Only lines with the string "content" matter here; gather them from the material below.

^^^^

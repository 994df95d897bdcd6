//! HTML rendering for the local web dashboard.
//!
//! Everything is built with `format!` into strings; there is no template
//! engine. Every value that came from the user or the backend goes through
//! [`escape_html`] before it is interpolated.

pub mod chart;
pub mod dashboard;
pub mod forms;
pub mod insights;

/// Escape text for use in HTML content and double-quoted attributes.
pub fn escape_html(input: &str) -> String {
    let mut out = String::with_capacity(input.len());
    for c in input.chars() {
        match c {
            '&' => out.push_str("&amp;"),
            '<' => out.push_str("&lt;"),
            '>' => out.push_str("&gt;"),
            '"' => out.push_str("&quot;"),
            '\'' => out.push_str("&#39;"),
            _ => out.push(c),
        }
    }
    out
}

#[derive(Debug, Clone, Copy, PartialEq, Eq)]
pub enum NoticeKind {
    Success,
    Error,
    Info,
}

/// Flash message shown above a panel or form.
#[derive(Debug, Clone, PartialEq, Eq)]
pub struct Notice {
    pub kind: NoticeKind,
    pub text: String,
}

impl Notice {
    pub fn success(text: impl Into<String>) -> Self {
        Self {
            kind: NoticeKind::Success,
            text: text.into(),
        }
    }

    pub fn error(text: impl Into<String>) -> Self {
        Self {
            kind: NoticeKind::Error,
            text: text.into(),
        }
    }

    pub fn info(text: impl Into<String>) -> Self {
        Self {
            kind: NoticeKind::Info,
            text: text.into(),
        }
    }

    pub fn to_html(&self) -> String {
        let class = match self.kind {
            NoticeKind::Success => "notice success",
            NoticeKind::Error => "notice error",
            NoticeKind::Info => "notice info",
        };
        format!(
            r#"<div class="{class}" role="status">{}</div>"#,
            escape_html(&self.text)
        )
    }
}

pub(crate) fn notice_html(notice: Option<&Notice>) -> String {
    notice.map(Notice::to_html).unwrap_or_default()
}

/// Signed-in identity for the page header.
#[derive(Debug, Clone, Copy, Default)]
pub struct Viewer<'a> {
    pub name: Option<&'a str>,
    pub debug: bool,
    pub api_base_url: &'a str,
}

/// Wrap a body in the common page shell.
pub fn page(title: &str, viewer: &Viewer<'_>, body: &str) -> String {
    let nav = match viewer.name {
        Some(name) => format!(
            r#"<nav>
  <a href="/">Dashboard</a>
  <a href="/insights/analysis">Analysis</a>
  <a href="/insights/classification">Diet type</a>
  <a href="/insights/clusters">Eating pattern</a>
  <a href="/insights/forecast">Forecast</a>
  <a href="/profile">Profile</a>
  <span class="who">{}</span>
  <form method="post" action="/logout" class="inline"><button type="submit">Log out</button></form>
</nav>"#,
            escape_html(name)
        ),
        None => r#"<nav><a href="/login">Log in</a> <a href="/register">Register</a></nav>"#
            .to_string(),
    };

    let debug = if viewer.debug {
        format!(
            r#"<footer class="debug">API: <code>{}</code></footer>"#,
            escape_html(viewer.api_base_url)
        )
    } else {
        String::new()
    };

    format!(
        r#"<!DOCTYPE html>
<html lang="en">
<head>
<meta charset="utf-8">
<meta name="viewport" content="width=device-width, initial-scale=1">
<title>{title} · nutriboard</title>
<link rel="stylesheet" href="/static/app.css">
</head>
<body>
<header><h1><a href="/">nutri<span class="logo">board</span></a></h1>
{nav}
</header>
<main>
{body}
</main>
{debug}
<script src="/static/app.js"></script>
</body>
</html>
"#,
        title = escape_html(title),
    )
}

/// Page for an unknown route.
pub fn not_found_page(path: &str, viewer: &Viewer<'_>) -> String {
    page(
        "Not found",
        viewer,
        &format!(
            r#"<section class="card"><h2>Not found</h2><p>No page at <code>{}</code>.</p><p><a href="/">Back to the dashboard</a></p></section>"#,
            escape_html(path)
        ),
    )
}

/// Page for a failure that has no better home.
pub fn error_page(message: &str, viewer: &Viewer<'_>) -> String {
    page(
        "Error",
        viewer,
        &format!(
            r#"<section class="card">{}<p><a href="/">Back to the dashboard</a></p></section>"#,
            Notice::error(message).to_html()
        ),
    )
}

/// Whole number with thousands separators (`1,234`).
pub fn fmt_int(value: f64) -> String {
    let rounded = value.round() as i64;
    let digits = rounded.unsigned_abs().to_string();
    let mut out = String::new();
    for (i, c) in digits.chars().enumerate() {
        if i > 0 && (digits.len() - i) % 3 == 0 {
            out.push(',');
        }
        out.push(c);
    }
    if rounded < 0 {
        format!("-{out}")
    } else {
        out
    }
}

/// One decimal, trailing `.0` dropped (`12.5`, `3`).
pub fn fmt_1(value: f64) -> String {
    let v = (value * 10.0).round() / 10.0;
    if v.fract() == 0.0 {
        format!("{v:.0}")
    } else {
        format!("{v:.1}")
    }
}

^^^^

# Written response:
/// Escape text for use in HTML content and double-quoted attributes.
<meta name="viewport" content="width=device-width, initial-scale=1">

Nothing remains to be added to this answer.